Movies

Weekend Box Office: Apparently, Nobody Wanted A 3D 'Glee' Concert Film

Kurt (Chris Colfer), Mercedes (Amber Riley), and Tina (Jenna Ushkowitz) in Glee: The 3D Concert Movie. i i

Kurt (Chris Colfer), Mercedes (Amber Riley), and Tina (Jenna Ushkowitz) in Glee: The 3D Concert Movie. Adam Rose/Twentieth Century Fox hide caption

itoggle caption Adam Rose/Twentieth Century Fox
Kurt (Chris Colfer), Mercedes (Amber Riley), and Tina (Jenna Ushkowitz) in Glee: The 3D Concert Movie.

Kurt (Chris Colfer), Mercedes (Amber Riley), and Tina (Jenna Ushkowitz) in Glee: The 3D Concert Movie.

Adam Rose/Twentieth Century Fox

There was undoubtedly a time when making a 3D concert film of the summer Glee tour seemed like a great idea. Cheap, simple, marketable to a built-in fanbase, and perhaps a logical follower to other money-making concert films from folks like Justin Bieber.

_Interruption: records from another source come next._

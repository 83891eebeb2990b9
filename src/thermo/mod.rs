//! Thermodynamic species database.
//!
//! Species properties are represented by NASA 9-coefficient polynomials in
//! one or more temperature intervals. All evaluated quantities are
//! dimensionless: H°/RT, S°/R, Cp°/R and G°/RT.

use serde::{Deserialize, Serialize};

pub mod formula;
mod parser;

/// Phase of a species record.
#[derive(Copy, Clone, Debug, PartialEq, Eq, Serialize, Deserialize)]
pub enum Phase {
    Gas,
    Condensed,
}

/// One temperature interval of a NASA polynomial: validity range, seven
/// polynomial coefficients and two integration constants.
#[derive(Clone, Debug, Serialize, Deserialize)]
pub struct TemperatureInterval {
    pub range: [f64; 2],
    pub coefficients: [f64; 7],
    pub constants: [f64; 2],
}

/// A species record of the thermodynamic database.
#[derive(Clone, Debug, Serialize, Deserialize)]
pub struct Species {
    pub name: String,
    pub id: String,
    pub comments: String,
    pub phase: Phase,
    /// (atomic number, stoichiometric coefficient) pairs recovered from
    /// the name by the formula lexer; empty if the name is not a formula.
    pub formula: Vec<(u8, f64)>,
    /// Molecular weight in g/mol.
    pub molweight: f64,
    /// Heat of formation at 298.15 K in J/mol. For single-temperature
    /// condensed records this is the assigned enthalpy.
    pub heat_of_formation: f64,
    pub intervals: Vec<TemperatureInterval>,
    /// Reference temperature of single-temperature condensed records.
    pub reference_temperature: Option<f64>,
}

impl Species {
    /// The interval containing `t`. Temperatures outside the tabulated
    /// range are clamped to the nearest end interval.
    ///
    /// Only species with at least one interval can be evaluated; the
    /// product indexer guarantees this for all product species.
    fn interval(&self, t: f64) -> &TemperatureInterval {
        let last = self.intervals.len() - 1;
        if t < self.intervals[0].range[0] {
            return &self.intervals[0];
        }
        self.intervals[..last]
            .iter()
            .find(|iv| t >= iv.range[0] && t < iv.range[1])
            .unwrap_or(&self.intervals[last])
    }

    /// Dimensionless enthalpy H°/RT.
    pub fn enthalpy0(&self, t: f64) -> f64 {
        let iv = self.interval(t);
        let a = &iv.coefficients;
        -a[0] / (t * t) + a[1] * t.ln() / t + a[2] + a[3] * t / 2.0 + a[4] * t * t / 3.0
            + a[5] * t.powi(3) / 4.0
            + a[6] * t.powi(4) / 5.0
            + iv.constants[0] / t
    }

    /// Dimensionless entropy S°/R.
    pub fn entropy0(&self, t: f64) -> f64 {
        let iv = self.interval(t);
        let a = &iv.coefficients;
        -a[0] / (2.0 * t * t) - a[1] / t + a[2] * t.ln() + a[3] * t + a[4] * t * t / 2.0
            + a[5] * t.powi(3) / 3.0
            + a[6] * t.powi(4) / 4.0
            + iv.constants[1]
    }

    /// Dimensionless heat capacity Cp°/R.
    pub fn cp0(&self, t: f64) -> f64 {
        let iv = self.interval(t);
        let a = &iv.coefficients;
        a[0] / (t * t) + a[1] / t + a[2] + a[3] * t + a[4] * t * t + a[5] * t.powi(3)
            + a[6] * t.powi(4)
    }

    /// Dimensionless Gibbs energy G°/RT = H°/RT - S°/R.
    pub fn gibbs0(&self, t: f64) -> f64 {
        self.enthalpy0(t) - self.entropy0(t)
    }

    /// True iff `t` lies inside the union of the tabulated intervals.
    /// Single-temperature records always fail.
    pub fn temperature_check(&self, t: f64) -> bool {
        self.intervals
            .iter()
            .any(|iv| t >= iv.range[0] && t <= iv.range[1])
    }

    /// The tabulated boundary temperature nearest to `t`: the lower bound
    /// of the first interval or the upper bound of the last.
    pub fn transition_temperature(&self, t: f64) -> f64 {
        let lo = self.intervals[0].range[0];
        let hi = self.intervals[self.intervals.len() - 1].range[1];
        if (t - lo).abs() < (t - hi).abs() {
            lo
        } else {
            hi
        }
    }
}

/// Read-only collection of species records, shared between cases.
#[derive(Clone, Debug, Default, Serialize, Deserialize)]
pub struct ThermoDB {
    species: Vec<Species>,
}

impl ThermoDB {
    pub fn new(species: Vec<Species>) -> Self {
        Self { species }
    }

    pub fn len(&self) -> usize {
        self.species.len()
    }

    pub fn is_empty(&self) -> bool {
        self.species.is_empty()
    }

    pub fn species(&self) -> &[Species] {
        &self.species
    }

    pub fn get(&self, i: usize) -> &Species {
        &self.species[i]
    }

    /// Index of the species with the exact given name.
    pub fn find(&self, name: &str) -> Option<usize> {
        self.species.iter().position(|sp| sp.name == name)
    }

    /// All species whose name contains `pattern`, case-insensitive.
    pub fn search(&self, pattern: &str) -> Vec<&Species> {
        let pattern = pattern.to_ascii_uppercase();
        self.species
            .iter()
            .filter(|sp| sp.name.to_ascii_uppercase().contains(&pattern))
            .collect()
    }

    /// Indexes of all species whose composition matches `formula`,
    /// typically the alternate phases of a condensed species. All
    /// formula slots take part in the comparison.
    pub fn search_by_formula(&self, formula: &[(u8, f64)]) -> Vec<usize> {
        self.species
            .iter()
            .enumerate()
            .filter(|(_, sp)| formula::same_formula(&sp.formula, formula))
            .map(|(i, _)| i)
            .collect()
    }
}
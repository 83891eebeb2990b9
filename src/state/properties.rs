use std::fmt;

/// Thermodynamic properties of a converged equilibrium state.
///
/// Mass-specific quantities are per kilogram of propellant; the molar
/// mass refers to one mole of gaseous products.
#[derive(Clone, Debug, Default)]
pub struct EquilibriumProperties {
    /// Pressure in atm.
    pub pressure: f64,
    /// Temperature in K.
    pub temperature: f64,
    /// Enthalpy in kJ/kg.
    pub enthalpy: f64,
    /// Internal energy in kJ/kg.
    pub internal_energy: f64,
    /// Gibbs energy in kJ/kg.
    pub gibbs_energy: f64,
    /// Entropy in kJ/(kg K).
    pub entropy: f64,
    /// Molar mass of the gaseous products in g/mol.
    pub molar_mass: f64,
    /// (dln V / dln P) at constant T; -1 for an ideal frozen mixture.
    pub dv_p: f64,
    /// (dln V / dln T) at constant P; +1 for an ideal frozen mixture.
    pub dv_t: f64,
    /// Isobaric heat capacity in kJ/(kg K).
    pub cp: f64,
    /// Isochoric heat capacity in kJ/(kg K).
    pub cv: f64,
    /// Isentropic exponent gamma_s.
    pub isentropic_exponent: f64,
    /// Speed of sound in m/s.
    pub sound_speed: f64,
}

impl fmt::Display for EquilibriumProperties {
    fn fmt(&self, f: &mut fmt::Formatter<'_>) -> fmt::Result {
        writeln!(f, "pressure:       {:11.4} atm", self.pressure)?;
        writeln!(f, "temperature:    {:11.2} K", self.temperature)?;
        writeln!(f, "enthalpy:       {:11.3} kJ/kg", self.enthalpy)?;
        writeln!(f, "entropy:        {:11.4} kJ/(kg K)", self.entropy)?;
        writeln!(f, "molar mass:     {:11.4} g/mol", self.molar_mass)?;
        writeln!(f, "Cp:             {:11.4} kJ/(kg K)", self.cp)?;
        writeln!(f, "gamma_s:        {:11.4}", self.isentropic_exponent)?;
        write!(f, "sound speed:    {:11.2} m/s", self.sound_speed)
    }
}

That time has passed. This weekend, Glee: The 3D Concert Film opened to a legitimately measly $5.7 million, a particularly tough number for an opening whose grosses are goosed by higher 3D prices.

It's not particularly tough to figure — it's a concert film based on a broadcast show that already features highly produced performances of the very same numbers performed in the concert. And these performances are done in character, making it seem even more like you're just watching an episode of the show that you've already seen. (And, if you like the songs, a show that duplicates a CD you already have.) Why shell out $25 (once you buy a drink and some popcorn) so you can watch the whole thing in 3D? As for the implications for future Glee movies, the always colorful Nikki Finke at Deadline.com puts it this way: "Fox will never make another Glee 3D unless a few execs at 20th and 20th TV undergo lobotomies."

There does seem to be a continuing cooling of the Glee phenomenon, from the so-so reactions of critics and fans to much of the second season to the recent weird media stuff going on with co-creator Ryan Murphy over some of the regulars graduating to this rather embarrassing stumble. Glee burned very, very hot, and it certainly could again, but they've got some work to do come fall.

While the Glee movie sputtered, The Help brought in $25.5 million (which, as Box Office Mojo notes, beat other "female-driven book adaptations of the last two Augusts, Julie & Julia and Eat Pray Love").

But in first place? Why, in first place, we have Rise Of The Planet Of The Apes, which thoughtfully and poignantly gazed from behind its fuzzy face upon another $27.5 million.

Other so-so openings: Jesse Eisenberg and Aziz Ansari in 30 Minutes Or Less, which made $13 million, and Final Destination 5, which made $18.4 million. That's one blow against bumbling criminals and widely varied grisly deaths. This weekend, though, will bring Fright Night, Conan The Barbarian, and Spy Kids 4, and I'm pretty sure all of those will feature plenty of grisly deaths. (Okay, possibly not the last one.)